Bench to Bassinet Program Seeks Congenital Heart Disease Treatments

The National Heart, Lung and Blood Institute (NHLBI) created the Bench to Bassinet Program to accelerate the transition of congenital heart disease research in the laboratory to practical application in patient care.

The program consists of 3 major research efforts:

  • The Pediatric Cardiac Genomic Consortium- searching the human genome for genetic defects that lead to heart problems.
  • The Cardiovascular Development Consortium- taking a comprehensive look at the key steps in the development of healthy and abnormal hearts.
  • The Pediatric Heart Network-a select group of academic institution in the US and Canada conducting research to determine optimal therapies for children with congenital and acquired heart disease.

Pathways to Approval of Pediatric Cardiac Devices in the United States:Challenges and Solutions (Use of Off-Label Devises in children with CHD's)

Interventional Cardiology- Cardiac Catheterization- The use of "off- label " devised in treating heart problems in infants and children via cardiac catheterization has grown rapidly over the last two decades.

"Off Label " is a term used for using a devise that was created for use other than what a doctor is using it for. This has been life saving for thousands of children who had no other options available for them. Thanks to the creativity of a select group of pediatric cardiologists and pediatric cardiac surgeons, modifications of devises such as stents meant for use in other organs or for adults are now routinely used in children.

The Federal Drug Administration (FDA) is working closely with the American College of Cardiology to develop new clinical trial requirements that can be realistically met by what is seen as a "small " number of patients that would benefit from the use of these devises. Current requirements make it is difficult to design traditional, randomized clinical trails.

Everyone is in agreement that Safety is paramount and testing of devises is needed to ensure adequate safety standards are met. In the meantime, the FDA has created a way for infants and children to obtain access to these "off-label " devises through

their Humanitarian Exceptions. The Heart of the Matter highlights the use of such a devise, The Berlin Heart, in the Tillman story.

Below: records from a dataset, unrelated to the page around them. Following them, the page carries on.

//! Game session
//!
//! Owns the simulation state plus the collaborators around it and runs the
//! per-frame pipeline: poll input and timers, tick, play cues, render.

use std::time::Duration;

use rand::Rng;

use crate::audio::{AudioManager, AudioSink, Cue};
use crate::error::StartupError;
use crate::platform::{EventSource, FrameClock, InputEvent, RepeatingTimer, TimerId};
use crate::renderer::{RenderSink, build_frame};
use crate::settings::Settings;
use crate::sim::{Command, GameEvent, GamePhase, GameState, TickInput, tick};

/// Session lifecycle, as seen from outside the simulation
pub type SessionPhase = GamePhase;

pub struct Session<A: AudioSink, R: RenderSink> {
    state: GameState,
    audio: AudioManager<A>,
    renderer: R,
    spawn_timer: RepeatingTimer,
    /// Logical time per frame, fed to the timer
    frame_dt: Duration,
    // Per-frame scratch buffers
    events: Vec<InputEvent>,
    input: TickInput,
}

impl<A: AudioSink, R: RenderSink> Session<A, R> {
    /// Validate settings, load audio, build the arena and arm the spawn timer
    pub fn new(settings: &Settings, audio: A, renderer: R) -> Result<Self, StartupError> {
        settings.validate()?;

        let mut audio = AudioManager::new(audio, settings);
        audio.prepare()?;

        let seed = settings.seed.unwrap_or_else(|| rand::rng().random());
        let state = GameState::new(seed, settings.tuning);

        let mut spawn_timer = RepeatingTimer::new(settings.spawn_interval());
        spawn_timer.arm();

        log::info!(
            "Session ready: seed {}, {:?} movement, {} fps",
            seed,
            settings.tuning.movement,
            settings.frame_rate
        );

        Ok(Self {
            state,
            audio,
            renderer,
            spawn_timer,
            frame_dt: settings.frame_duration(),
            events: Vec::new(),
            input: TickInput::default(),
        })
    }

    pub fn state(&self) -> &GameState {
        &self.state
    }

    pub fn state_mut(&mut self) -> &mut GameState {
        &mut self.state
    }

    pub fn phase(&self) -> SessionPhase {
        self.state.phase()
    }

    pub fn audio(&self) -> &AudioManager<A> {
        &self.audio
    }

    pub fn audio_mut(&mut self) -> &mut AudioManager<A> {
        &mut self.audio
    }

    pub fn renderer(&self) -> &R {
        &self.renderer
    }

    pub fn renderer_mut(&mut self) -> &mut R {
        &mut self.renderer
    }

    /// Run one frame. Returns false once the session has stopped.
    pub fn frame(&mut self, source: &mut impl EventSource) -> bool {
        if self.state.game_over {
            return false;
        }

        self.events.clear();
        source.poll(&self.state, &mut self.events);
        for _ in 0..self.spawn_timer.advance(self.frame_dt) {
            self.events.push(InputEvent::TimerFired(TimerId::EnemySpawn));
        }

        self.input.clear();
        for event in &self.events {
            let command = match *event {
                InputEvent::Quit => Some(Command::Quit),
                InputEvent::KeyDown(key) => key.direction().map(Command::Press),
                InputEvent::KeyUp(key) => key.direction().map(Command::Release),
                InputEvent::TimerFired(TimerId::EnemySpawn) => Some(Command::SpawnEnemy),
            };
            if let Some(command) = command {
                self.input.push(command);
            }
        }

        tick(&mut self.state, &self.input);
        self.dispatch_events();

        if self.state.game_over {
            self.spawn_timer.disarm();
            return false;
        }

        self.renderer.present(&build_frame(&self.state));
        true
    }

    /// Run frames until the source quits. Returns the number of frames rendered.
    pub fn run(&mut self, source: &mut impl EventSource, clock: &mut FrameClock) -> u64 {
        let mut frames = 0;
        while self.frame(source) {
            frames += 1;
            clock.tick();
        }
        log::info!(
            "Session over after {} frames: score {}, best {}",
            frames,
            self.state.score,
            self.state.best
        );
        frames
    }

    fn dispatch_events(&mut self) {
        for event in self.state.drain_events() {
            match event {
                GameEvent::Started => log::info!("Game started"),
                GameEvent::CoinCollected { score } => {
                    log::debug!("Coin collected, score {}", score);
                    self.audio.play(Cue::CoinPickup);
                }
                GameEvent::PlayerHit { .. } => self.audio.play(Cue::Lose),
                GameEvent::Quit => log::info!("Quit requested"),
                GameEvent::EnemySpawned { .. } | GameEvent::EnemiesCulled { .. } => {}
            }
        }
    }
}

#[cfg(test)]
mod tests {
    use super::*;
    use crate::consts::*;
    use crate::platform::{Key, ScriptedInput};
    use crate::renderer::Frame;
    use crate::sim::{Direction, EntityClass, EntityKind, Rect};
    use glam::Vec2;

    #[derive(Default)]
    struct AudioLog(Vec<Cue>);

    impl AudioSink for AudioLog {
        fn play(&mut self, cue: Cue, _volume: f32) {
            self.0.push(cue);
        }
    }

    #[derive(Default)]
    struct FrameLog(Vec<Frame>);

    impl RenderSink for FrameLog {
        fn present(&mut self, frame: &Frame) {
            self.0.push(frame.clone());
        }
    }

    fn settings() -> Settings {
        Settings {
            seed: Some(11),
            ..Settings::default()
        }
    }

    fn session(settings: &Settings) -> Session<AudioLog, FrameLog> {
        Session::new(settings, AudioLog::default(), FrameLog::default()).unwrap()
    }

    fn hud(frame: &Frame) -> Vec<&str> {
        frame.texts.iter().map(|t| t.text.as_str()).collect()
    }

    const RIGHT: Key = Key::Arrow(Direction::Right);

    #[test]
    fn test_end_to_end_coin_then_enemy() {
        let mut session = session(&settings());
        assert_eq!(session.phase(), SessionPhase::NotStarted);
        assert_eq!((session.state().score, session.state().best), (0, 0));

        // coin just out of reach to the right
        let state = session.state_mut();
        state.world.retain(|e| e.class() != EntityClass::Coin);
        let coin = Rect::square(
            Vec2::new(state.player.rect.right() + 10.0, state.player.rect.top() + 10.0),
            COIN_SIZE,
        );
        state.world.spawn(EntityKind::Coin, coin);

        let mut input = ScriptedInput::new()
            .frame([InputEvent::KeyDown(RIGHT)])
            .idle(1)
            .frame([InputEvent::KeyUp(RIGHT)]);

        assert!(session.frame(&mut input));
        assert_eq!(session.phase(), SessionPhase::Running);
        assert_eq!(session.state().player.velocity(), Vec2::new(PLAYER_SPEED, 0.0));
        assert_eq!(session.state().score, 0);

        assert!(session.frame(&mut input));
        assert_eq!(session.state().score, 1);
        let coins: Vec<_> = session.state().world.coins().map(|c| c.rect).collect();
        assert_eq!(coins.len(), 1);
        assert_ne!(coins[0], coin);
        assert!(!coins[0].intersects(&session.state().player.rect));

        let center = session.state().player.rect.center();
        session
            .state_mut()
            .world
            .spawn(EntityKind::Enemy { vel: Vec2::ZERO }, Rect::square(center, ENEMY_SIZE));
        assert!(session.frame(&mut input));
        assert_eq!((session.state().score, session.state().best), (0, 1));
        assert_eq!(session.state().world.count(EntityClass::Enemy), 0);

        assert_eq!(session.audio().sink().0, vec![Cue::CoinPickup, Cue::Lose]);
        assert!(session.state().events.is_empty());
        let frames = &session.renderer().0;
        assert_eq!(frames.len(), 3);
        assert_eq!(hud(&frames[0]), vec!["score: 0", "best: 0"]);
        assert_eq!(hud(&frames[1]), vec!["score: 1", "best: 0"]);
        assert_eq!(hud(&frames[2]), vec!["score: 0", "best: 1"]);

        // script exhausted: quit, nothing more drawn
        assert!(!session.frame(&mut input));
        assert_eq!(session.phase(), SessionPhase::Stopped);
        assert_eq!(session.renderer().0.len(), 3);
    }

    #[test]
    fn test_timer_spawns_only_after_start() {
        let mut settings = settings();
        settings.tuning.enemy_spawn_interval_ms = 20;
        let mut session = session(&settings);

        let mut input = ScriptedInput::new().idle(30).endless();
        for _ in 0..30 {
            assert!(session.frame(&mut input));
        }
        assert_eq!(session.state().world.count(EntityClass::Enemy), 0);
        assert!(!session.state().started);

        let mut input = ScriptedInput::new()
            .frame([InputEvent::KeyDown(Key::Arrow(Direction::Up))])
            .idle(4);
        for _ in 0..5 {
            assert!(session.frame(&mut input));
        }
        assert!(session.state().world.count(EntityClass::Enemy) >= 3);
    }

    #[test]
    fn test_other_keys_do_not_start() {
        let mut session = session(&settings());
        let mut input = ScriptedInput::new().frame([InputEvent::KeyDown(Key::Other(32))]);
        assert!(session.frame(&mut input));
        assert!(!session.state().started);
        // caption still shown
        assert_eq!(hud(&session.renderer().0[0]).len(), 3);
    }

    #[test]
    fn test_quit_drops_rest_of_frame() {
        let mut session = session(&settings());
        let mut input = ScriptedInput::new().frame([
            InputEvent::Quit,
            InputEvent::KeyDown(RIGHT),
        ]);
        assert!(!session.frame(&mut input));
        assert!(!session.state().started);
        assert!(session.renderer().0.is_empty());
        assert_eq!(session.state().time_ticks, 0);
        // stays stopped
        assert!(!session.frame(&mut input));
    }

    #[test]
    fn test_run_until_script_ends() {
        let mut session = session(&settings());
        let mut input = ScriptedInput::new().idle(5);
        let mut clock = FrameClock::unthrottled(Duration::from_secs(1) / 60);
        assert_eq!(session.run(&mut input, &mut clock), 5);
        assert_eq!(clock.frames(), 5);
        assert_eq!(session.renderer().0.len(), 5);
    }

    #[test]
    fn test_invalid_settings_rejected() {
        let mut settings = settings();
        settings.frame_rate = 0;
        let result = Session::new(&settings, AudioLog::default(), FrameLog::default());
        assert!(matches!(result, Err(StartupError::InvalidSetting { field: "frame_rate", .. })));
    }

    #[test]
    fn test_same_seed_same_session() {
        let run = || {
            let mut settings = settings();
            settings.tuning.enemy_spawn_interval_ms = 100;
            let mut session = session(&settings);
            let mut input = ScriptedInput::new()
                .frame([InputEvent::KeyDown(Key::Arrow(Direction::Up))])
                .idle(120);
            let mut clock = FrameClock::unthrottled(settings.frame_duration());
            session.run(&mut input, &mut clock);
            session.renderer().0.clone()
        };
        assert_eq!(run(), run());
    }
}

Routine Screening for Heart Disease Will Save Lives of Newborns

There are a number of congenital heart defects that are life threatening that sometimes go undiagnosed before or immediately after birth. If not discovered within the first 48 hours, a child can become critically ill and even die. By using pulse oximetry, a simple, non-invasive test that measures the oxygen level in the baby's bloodstream prior to the baby's discharge from the hospital, these heart problems can be detected and immediate care given to save these children's lives.

In 2011, the Secretary of the Department of Health and Human Services, Kathleen Sebellus, announced that CHD screening would be included on the recommended Uniform Screening Panel- a list of 30 disorders that newborns are routinely screened for prior to discharge from the hospital.

This is not a national mandate- the inclusion of the pulse ox screening is determined by each individual state.

Rebuilding a whole heart for children born with only half of one

Using a combination of surgical procedures developed over the last 11 years, surgeons at Boston Children's Hospital have established a new approach for rebuilding the heart in children born with a severe heart defect called hypoplastic left heart syndrome (HLHS). This "staged left ventricle recruitment" (SLVR) strategy uses the existing standard single-ventricle treatment for HLHS and additional procedures to spur the body's capacity for healing and growth and encourage the small left ventricle in these children to grow and function.